Kata seorang teman:
"Sampah bisa didaur ulang menjadi
barang yang bemanfaat". Percuma, sekali sampah tetap sampah. Oh,
malang nian nasibmu, sampah. Hahaha aku sampah.
Tapi aku bertekad untuk mendaur ulang diriku. Setidaknya menjadi sampah yang berguna. Percuma, kau sudah jatuh dua kali, sampah! Usahamu sia-sia. Diam kau! Ku tak butuh cacianmu! Hargailah sedikit usahaku. Biarpun aku sampah aku masih punya hati. Aku masih punya nyawa. Aku masih punya raga. Aku memang tak akan pernah jadi mutiara. Selamanya tak akan. Orang yang membuatku menjadi sampah pun sudah lari, sudah mati. Lalu aku bisa apa? Aku tak mungkin merutuki diri tiap waktu. Aku tak minta kau kasihani. Tidak, sama sekali tidak.
Lantas, kemana orang
yang barubaru ini mengatakan cinta padamu? Dia sudah pergi. Pergi? Hahaha
diapun pergi karena mengetahui kau sampah, bukan? Ya. Sekarang terimalah
nasibmu, sampah. Diam, kau! Sekarang begini saja, lebih baik kau bakar habis
dirimu agar sekalian kau jadi abu hahaha. Usul konyol, takkan pernah ku
lakukan! Lantas, apa maumu? Kau bertanya apa mauku? Ya. Aku mau mendaur ulang
diriku. Mendaur ulang haha menjadi apa? Entahlah setidaknya aku ingin sedikit
berguna. Terlambat! Mengapa begitu? Sudah tak ada satupun dari bagian dirimu
yang bisa kau daur ulang. Apa? Ya, kau sudah jatuh dua kali ingat itu! Hahaha
dasar bodoh, makanya jadi orang jangan bodoh, pikir baik-baik sebelum bertindak
sebelum kau menjadi sampah. Ya, aku menyesal. Tiada guna! Kau tetaplah sampah!
Diaaaamm!
Hening....
Lama-lama aku bisa gila
berdebat dengan diriku sendiri. Suara-suara berdengung di kepala laksana ribuan
tawon menggerutu. Diaamm, aku muak! Hahaha sampah!

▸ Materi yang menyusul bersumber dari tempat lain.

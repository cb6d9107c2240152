//! Token-bucket rate limiting for log call sites.
//!
//! Diagnostics that a hostile peer can trigger at wire speed go through one
//! of these per call site, so a flood of bad messages cannot flood the log.
//! The count of suppressed events is reported on the next admitted line.

/// A token bucket. `interval_ms` is the refill period for one token;
/// `burst` bounds how many tokens can accumulate.
#[derive(Debug)]
pub struct RateLimit {
    interval_ms: u64,
    burst: u32,
    tokens: u32,
    last_fill_ms: u64,
    suppressed: u64,
}

/// One line per five seconds per call site, unless configured otherwise.
pub const DEFAULT_INTERVAL_MS: u64 = 5_000;
pub const DEFAULT_BURST: u32 = 1;

impl RateLimit {
    pub fn new(interval_ms: u64, burst: u32) -> RateLimit {
        RateLimit {
            interval_ms,
            burst,
            tokens: burst,
            last_fill_ms: 0,
            suppressed: 0,
        }
    }

    /// Returns `Some(previously_suppressed)` when the caller may log, and
    /// `None` when the event should be dropped.
    pub fn admit(&mut self, now_ms: u64) -> Option<u64> {
        if now_ms >= self.last_fill_ms {
            let refill = ((now_ms - self.last_fill_ms) / self.interval_ms) as u32;
            if refill > 0 {
                self.tokens = self.tokens.saturating_add(refill).min(self.burst);
                self.last_fill_ms = now_ms - (now_ms - self.last_fill_ms) % self.interval_ms;
            }
        } else {
            // Clock went backwards; start over rather than stall forever.
            self.last_fill_ms = now_ms;
        }
        if self.tokens > 0 {
            self.tokens -= 1;
            let suppressed = self.suppressed;
            self.suppressed = 0;
            Some(suppressed)
        } else {
            self.suppressed += 1;
            None
        }
    }
}

impl Default for RateLimit {
    fn default() -> RateLimit {
        RateLimit::new(DEFAULT_INTERVAL_MS, DEFAULT_BURST)
    }
}

/// Log a rate-limited warning, appending the suppressed-count when nonzero.
#[macro_export]
macro_rules! warn_rl {
    ($rl:expr, $now_ms:expr, $($arg:tt)*) => {
        if let Some(suppressed) = $rl.admit($now_ms) {
            if suppressed > 0 {
                log::warn!("{} ({} messages suppressed)", format!($($arg)*), suppressed);
            } else {
                log::warn!($($arg)*);
            }
        }
    };
}

#[cfg(test)]
mod tests {
    use super::*;

    #[test]
    fn first_event_is_admitted() {
        let mut rl = RateLimit::default();
        assert_eq!(rl.admit(0), Some(0));
    }

    #[test]
    fn burst_exhaustion_suppresses() {
        let mut rl = RateLimit::new(5_000, 1);
        assert!(rl.admit(0).is_some());
        assert!(rl.admit(1).is_none());
        assert!(rl.admit(2).is_none());
        // After the interval the bucket refills and reports what was dropped.
        assert_eq!(rl.admit(5_000), Some(2));
    }

    #[test]
    fn tokens_cap_at_burst() {
        let mut rl = RateLimit::new(1_000, 2);
        assert!(rl.admit(10_000).is_some());
        assert!(rl.admit(10_000).is_some());
        assert!(rl.admit(10_000).is_none());
    }
}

Puluhan bahkan ratusan kata-kata motivasi telah kubaca untuk mengetahui cara bangkit dari keterpurukan dan cara mendaur ulang sampah. Tapi tetap, bergulatan batin ini seakan tak berujung. Gusar, lebih gusar, makin gusar. Bagaimana bila selamanya diriku adalah sampah. Bagaimana bila proses daur ulang diriku gagal, berhenti di tengah jalan, atau bahkan berjalan mundur. Bagaimana bila tak ada satupun orang yang sudi menerima bentuk daur ulangku. Bagaimana? Hahaha itu risikomu, sampah! Diam kau, aku tak butuh pendapatmu. Apa kau tega bila aku selamanya begini? Aku sebetulnya kasihan padamu. Aku tak butuh kau kasihani. Lalu? Aku hanya butuh kau mengerti. Tolong bantu aku untuk keluar dari lubang setan ini, tolong. Jangan mengemis padaku. Ah, dasar kau! Tak berhati, dingin!
Terseok, lambat laun
langkah kakiku makin tak menentu arah. Hendak kemana akupun tak tau. Masih
adakah pintu-pintu kebahagiaan yang sudi kuketuk? Aku haus. Aku lelah. Aku tak
kuat lagi. Serasa ingin mati. Memangnya sampah bisa mati? Bukannya memang sudah
mati? Diaaamm!
Sampah adalah benda tak terpakai yang telah dibuang; tak berharga; tiada guna. Ah, itu memang layak disebut diriku. Aku memang sampah. Lelah ku memikirkan semua ini. Serasa kering airmataku menangisi nasib ini. Nasib sial sepanjang waktu. Hanya karena tingkah bodoh perangkap setan. Hahaha kasihan. Diam atau kusumpal mulutmu!
Kemana lagi kuharus
berjalan. Tak adakah tempat singgah? Sekadar untuk melepas lelahku. Biarkan aku
beristirahat. Aku sudah lelah mengapus lelehan airmata ini. Aku ingin
istirahat; sebentar atau mungkin selamanya. Tak ada harapan lagi untukku.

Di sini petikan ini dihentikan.